Die Maschine der Fluggesellschaft Aeroflot war am Sonntagabend auf ihrem Weg nach Murmansk im Norden des Landes kurz nach dem Start wegen technischer Probleme zum Moskauer Flughafen Scheremetjewo zurückgekehrt. Beim Landeanflug prallte der Suchoi Superjet-100 mehrfach auf den Boden und ging in Flammen auf. Nur 37 Menschen konnten sich retten, darunter die Piloten.

Die Ermittler gehen bei der Suche nach Unglücksursache verschiedenen Möglichkeiten nach. Untersucht werde, ob die Piloten und das technische Personal ausreichend qualifiziert gewesen seien, hieß es beim staatlichen Ermittlungskomitee zuvor. Geprüft würden auch mögliche technische Ursachen an der Maschine sowie Wettereinflüsse. Die Rede war von einem Blitzeinschlag. Über Teile der russischen Hauptstadt war zum Unglückszeitpunkt ein kurzes Unwetter gezogen.

Der Hamburger Luftfahrtexperte Cord Schellenberg sagte den Zeitungen der Funke Mediengruppe (Dienstag) zu möglichen Ursachen für den Brand, denkbar sei, dass sich durch die Wucht der Landung ein Teil des eigenen Fahrwerks gelöst und den Tank beschädigt haben könnte.

«Unter Piloten sagt man: Harte Landungen sind sichere Landungen, weil die Maschine dann auf dem Boden bleibt.» Für ihn stelle sich aber eine Frage, sagte Schellenberg: «Hat die Besatzung die Passagiere korrekt auf die bevorstehende Notlandung vorbereitet?»

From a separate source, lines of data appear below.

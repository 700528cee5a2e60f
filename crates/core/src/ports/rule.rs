//! Port trait for pallet-specific classification rules.
//!
//! This is the main extensibility point of the classifier. Each pallet whose
//! calls map to a transaction kind implements [`PalletRule`], and rules are
//! registered in a [`RuleRegistry`] keyed by normalized pallet name.

use std::collections::HashMap;
use std::sync::Arc;

use crate::error::DecodeResult;
use crate::models::{Asset, ChainEvent, TransactionKind, normalize_name};
use crate::ports::gateway::RawExtrinsic;

/// What a pallet rule learned from one call, before the relevance filter
/// and amount formatting are applied.
#[derive(Debug, Clone, PartialEq, Eq)]
pub struct CallSummary {
    pub kind: TransactionKind,
    pub from: String,
    pub to: String,
    /// Raw fixed-point amount.
    pub amount: u128,
    pub asset: Asset,
    pub description: String,
}

/// Classification rule for one pallet.
///
/// Rules are pure: no I/O, no shared state.
pub trait PalletRule: Send + Sync {
    /// Pallet name this rule handles (e.g., "balances").
    fn pallet_name(&self) -> &'static str;

    /// Summarize a call from this pallet.
    ///
    /// Returns `Ok(None)` for methods the rule does not recognise, so the
    /// classifier can fall through to reward detection. Returns an error when
    /// a recognised method's arguments do not have the expected shape.
    fn summarize(
        &self,
        extrinsic: &RawExtrinsic,
        events: &[ChainEvent],
    ) -> DecodeResult<Option<CallSummary>>;
}

/// Registry of pallet rules.
#[derive(Default)]
pub struct RuleRegistry {
    rules: HashMap<String, Arc<dyn PalletRule>>,
}

impl RuleRegistry {
    pub fn new() -> Self {
        Self::default()
    }

    /// Register a rule, replacing any rule for the same pallet.
    pub fn register(&mut self, rule: Arc<dyn PalletRule>) {
        self.rules.insert(normalize_name(rule.pallet_name()), rule);
    }

    /// Get the rule for a pallet, matching names in any casing convention.
    pub fn get(&self, pallet: &str) -> Option<&Arc<dyn PalletRule>> {
        self.rules.get(&normalize_name(pallet))
    }

    /// Check if a pallet has a registered rule.
    pub fn has_rule(&self, pallet: &str) -> bool {
        self.get(pallet).is_some()
    }

    /// List all registered pallet names.
    pub fn registered_pallets(&self) -> Vec<&'static str> {
        let mut names: Vec<_> = self.rules.values().map(|r| r.pallet_name()).collect();
        names.sort_unstable();
        names
    }
}

impl std::fmt::Debug for RuleRegistry {
    fn fmt(&self, f: &mut std::fmt::Formatter<'_>) -> std::fmt::Result {
        f.debug_struct("RuleRegistry")
            .field("pallets", &self.registered_pallets())
            .finish()
    }
}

Die russische Tageszeitung «Kommersant» hatte unter Berufung auf Ermittlerkreise berichtet, die Passagiere im hinteren Teil der Maschine seien bei dem Aufprall verletzt worden und hätten sich nicht allein aus dem brennenden Flugzeug retten können. Auch sei die Feuerwehr erst spät an der Unglücksstelle eingetroffen.

Nach dem Start hatte es Probleme bei der Funkverbindung gegeben. Der Pilot sagte russischen Medien, er habe den Superjet dann im Havariemodus steuern müssen. Feuer gefangen habe das Flugzeug erst nach der Bruchlandung.

Ein russischer Passagierverband forderte, dass sich im Notfall die oberen Gepäckablagen in Flugzeugen nicht mehr öffnen lassen sollten. Damit wolle man erreichen, dass Passagiere sich und andere schneller retten könnten, schrieb die Zeitung «Iswestija». In sozialen Medien häuften sich nach dem Unglück Berichte, wonach Fluggäste anderen den Weg zu den Notausgängen versperrten. Sie sollen sich lieber um ihre Rucksäcke, Handtaschen und Köfferchen in den Ablagen gekümmert haben.

Zur Klärung der Ursache wollen die Ermittler nun Überwachungskameras und mit Handys gedrehte Videos von Augenzeugen und Passagieren auswerten. Nach dem Unglück waren viele Videos von der brennenden Maschine im Internet zu sehen gewesen. Weil die Maschine vor dem Flug voll mit Treibstoff gefüllt war, brannten große Mengen Kerosin.

Zehn Verletzte wurden auch am Dienstag in Krankenhäusern wegen Verbrennungen, Rauchgasvergiftungen oder Prellungen behandelt. Drei von ihnen seien schwer verletzt worden, sagte Transportminister Jewgeni Ditrich. Medizinisch betreut würden auch die vier Besatzungsmitglieder. Ein Flugbegleiter war ums Leben gekommen.

Die Hinterbliebenen erhalten Ditrich zufolge insgesamt 9 Millionen Rubel (rund 123.000 Euro), darin inbegriffen sind bereits angekündigte Zahlungen von Aeroflot von 5 Millionen Rubel.

Unterdessen ist der Flughafen Scheremetjewo zum regulären Betrieb zurückgekehrt. Die Ermittlungen am Unfallort selbst sind nach Angaben des Airports abgeschlossen. Der Suchoi Superjet-100 sei zu einem abgelegenen Parkplatz auf dem Gelände des Flughafens gebracht worden. Somit stünden wieder zwei Start- und Landebahnen bereit.